Introduction: Elevated plasma viscosity (PV) is observed in patients with vascular risk factors, such as diabetes mellitus or arterial hypertension. In this study we investigated the association of plasma viscosity and the different clinical and radiological entities of cerebral ischemia.
Methods: PV of 465 consecutively admitted patients with clinical symptoms of acute cerebral ischemia without radiological signs of bleeding was measured. Data is expressed as median [range] unless stated otherwise. p<0.05 was considered statistically significant.
Results: Patients with acute cerebral ischemia (TIA or Stroke) showed increased PV (TIA 1.27mPas [1.07-1.53], stroke 1.27mPas [1.07-1.56]) compared to patients without cerebral ischemia (Mimics) (1.23mPas [1.06-1.42]). The group with radiologically proven small vessel disease (SVD) had a significantly higher mean values of PV (1.29mPas [1.06-1.54]) compared to those with signs of large vessel disease or cardioembolic events (1.22mPas [1.07-1.56], p<0.001). Patients with chronic heart failure (p=0.007), arterial hypertension (p<0.001) and diabetes mellitus (p=0.002) had higher PV compared to patients without these cardiovascular risk factors. Hyperlipidemia or nicotine abuse showed no relation to PV.

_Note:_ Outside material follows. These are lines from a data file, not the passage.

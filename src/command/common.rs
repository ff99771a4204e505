//! Common functionality shared between workflows
use log::*;

use crate::{
    forge::{
        manager::ForgeManager,
        request::{FileContent, UpdateFileRequest},
    },
    manifest::Application,
    result::Result,
};

/// Commits the rendered manifest over `file` on `branch` and reports the
/// update on stdout.
pub async fn commit_manifest(
    forge: &ForgeManager,
    file: FileContent,
    app: &Application,
    branch: &str,
    message: String,
) -> Result<()> {
    let content = app.render()?;

    debug!("committing {} to {branch}: {message}", file.path);

    forge
        .update_file(UpdateFileRequest {
            path: file.path,
            branch: branch.to_string(),
            message,
            content,
            sha: file.sha,
        })
        .await?;

    println!(
        r#"Updated the "{}" file in the "{branch}" branch of the "{}" remote repository"#,
        app.path(),
        forge.repo_name()
    );

    Ok(())
}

Conclusion: Elevated PV is not only associated TIA and Stroke but is also found in patients with radiological signs of cerebral SVD. High levels of PV could be an underestimated risk for TIA and Stroke and participate in the complex pathophysiology of SVD. Prospective observational and interventional studies are warranted for further evaluation of PV in neurological ischemic diseases.
Keywords: CCT; ECG; LVD; M. Binswanger; M. Binswanger/subcortical arterial encephalopathy; MRI; PV; Plasma viscosity; Risk factor; SAE; SVD; Small vessel disease; Stroke; TIA; cranial computer tomography; electro cardiogram; large vessel disease; mPas; magnet resonance imaging; milli-Pascal-second; plasma viscosity; small vessel disease; transitory ischemic attack.